Wasted Words

Sometimes everything turns into a story. Even a meditation on a pet peeve. So…

Wasted Words

“I don’t understand it.”

She looked up from her book. “You don’t understand a lot of things: other people, quarks, qubits….”

He interrupted. “I understand qubits. Could I build a quantum computer? No, but I get the idea.”

She shook her head. “Beside the point. I simply meant that the set of things you don’t understand is a very large set. Could you be more specific?”

He almost said, “Could you be less contemptuous?” but decided against it. “Why do people waste so many words on the obvious?”

“Example?”

“People who insist on saying idiotic things like ‘blue in color” or ‘rectangular in shape.” For heaven’s sake why?  Are they afraid we’re going to assume ‘blue in shape’ or ‘rectangular in color’, so they feel the need to clarify?”

“Could be synesthesia.”

“Unlikely. The most common manifestation is in people who perceive colors as sounds, not shapes. Or associate numbers and letters with colors. I do that sometimes.”

“What color is zero?”

“White, of course, but I don’t have synesthesia.”

“Then how did you know what color zero is?”

He sighed. “Because you asked me. Ask me about any single-digit number and I can tell you what color I associate with it. That’s not synesthesia, that’s just imagination. Eight is orange, by the way.”

“You’re right. Eight should be orange, but we’re getting off track here. You say it’s a waste of words?”

He shrugged. “So? It’s obviously redundant, except for those rare people with perceptional differences. I hate wasting words. It offends me.”

“You fritter away emotional capital generating anger over trifles. That’s a waste that offends me.”

“So? It’s not as if I’m going to run out of emotional capital. It’s an infinite resource. In fact, the more we use, the more we have.”

She glared. “That’s neither here nor there. It’s the waste that bothers me. The redundancies in the language you pointed out might be inefficient, but you can’t say they’re not precise. Don’t you like precision?”

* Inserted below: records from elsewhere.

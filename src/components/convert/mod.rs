//! Conversion progress page.
//!
//! Entry is guarded: without a selected file and output format the
//! user is redirected back to format selection before any progress
//! starts. Otherwise the simulated runner is spawned, the progress bar
//! tracks its 0..=100 sequence, and completion moves on to results
//! after a short dwell.

use gloo_timers::future::TimeoutFuture;
use leptos::prelude::*;
use leptos_icons::Icon;
use wasm_bindgen_futures::spawn_local;

use crate::app::AppContext;
use crate::components::icons as ic;
use crate::config::conversion::RESULT_DWELL_MS;
use crate::core::convert::{self, CancelToken};
use crate::core::flow::{self, Step};
use crate::utils::dom;

stylance::import_crate_style!(css, "src/components/convert/convert.module.css");

/// Phase message for a progress value.
fn status_message(progress: u8) -> &'static str {
    match progress {
        0..25 => "Analyzing file structure...",
        25..50 => "Processing file data...",
        50..75 => "Converting format...",
        75..100 => "Finalizing conversion...",
        _ => "Conversion complete!",
    }
}

#[component]
pub fn ConvertPage() -> impl IntoView {
    let ctx = use_context::<AppContext>().expect("AppContext must be provided");

    // First-class entry validation: missing state redirects before the
    // runner ever starts.
    let redirect = ctx
        .session
        .with_untracked(|s| flow::entry_guard(Step::Converting, s));
    if let Some(target) = redirect {
        flow::redirect_route(target).replace();
        return view! { <div class=css::page></div> }.into_any();
    }

    let progress = RwSignal::new(0u8);

    let file_name = ctx
        .session
        .with_untracked(|s| s.file.as_ref().map(|f| f.name.clone()))
        .unwrap_or_default();
    let output_format = ctx
        .session
        .with_untracked(|s| s.output_format.clone())
        .unwrap_or_default();

    // Cancelled when the user navigates away mid-run; an abandoned run
    // stops at the next step and writes nothing.
    let token = CancelToken::new();
    let cleanup_token = token.clone();
    on_cleanup(move || cleanup_token.cancel());

    {
        let descriptor = ctx.session.with_untracked(|s| s.file.clone());
        let handle = ctx.raw_file();
        let format = output_format.clone();
        spawn_local(async move {
            let Some(descriptor) = descriptor else {
                return;
            };
            let outcome = convert::run(&descriptor, handle.as_ref(), &format, &token, |step| {
                progress.set(step);
            })
            .await;

            match outcome {
                Ok(Some(result)) => {
                    ctx.set_result(Some(result));
                    TimeoutFuture::new(RESULT_DWELL_MS).await;
                    if !token.is_cancelled() {
                        crate::models::Route::Results.push();
                    }
                }
                Ok(None) => {} // cancelled
                Err(e) => {
                    // Progress simply stops; no retry, no user-facing error.
                    dom::console_error(&format!("conversion failed: {e}"));
                }
            }
        });
    }

    let percent = move || format!("{}%", progress.get());
    let bar_width = move || format!("width: {}%", progress.get());
    let done = move || progress.get() >= 100;

    view! {
        <div class=css::page>
            <div class=css::card>
                <div class=css::spinner>
                    <div class=css::spinnerRing></div>
                    <div class=css::spinnerCore>
                        <Icon icon=ic::SPARKLES />
                    </div>
                </div>

                <div class=css::progressHeader>
                    <h2 class=css::heading>
                        <Icon icon=ic::ZAP />
                        "Converting..."
                    </h2>
                    <span class=css::percent>{percent}</span>
                </div>

                <div class=css::track>
                    <div class=css::fill style=bar_width></div>
                </div>

                <div class=css::fileInfo>
                    <p>
                        "Converting "
                        <span class=css::fileName>{file_name}</span>
                    </p>
                    <p>
                        "to "
                        <span class=css::targetFormat>{output_format.to_uppercase()}</span>
                    </p>
                </div>

                <p class=move || {
                    if done() {
                        format!("{} {}", css::status, css::statusDone)
                    } else {
                        css::status.to_string()
                    }
                }>
                    {move || status_message(progress.get())}
                </p>
            </div>
        </div>
    }
    .into_any()
}

#[cfg(test)]
mod tests {
    use super::*;

    #[test]
    fn test_status_message_phases() {
        assert_eq!(status_message(0), "Analyzing file structure...");
        assert_eq!(status_message(24), "Analyzing file structure...");
        assert_eq!(status_message(25), "Processing file data...");
        assert_eq!(status_message(50), "Converting format...");
        assert_eq!(status_message(75), "Finalizing conversion...");
        assert_eq!(status_message(99), "Finalizing conversion...");
        assert_eq!(status_message(100), "Conversion complete!");
    }
}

“Not when it’s inappropriate. When I say I hammered a nail, no one should be asking me if I used a hammer. It’s not exactly a secret at that point.”

She looked at him, expressionless. He knew that look. He waited, but not for long.

“You’re getting worked up over what amounts to a speech tic. We all have them, and you’re only responsible for yours, not anyone else’s.”

“I don’t have a speech tic.”

“Then why do you start so many sentences with ‘so?’”

“So what?” he said, before he could stop himself.

She just shook her head. “I’m out. I shall go back to reading my book, leaving you to stew in your own obsessions.”

“I always do.”

“I meant quietly.

“Fine,” he said, and thought about it. “After all, silence is golden in color.”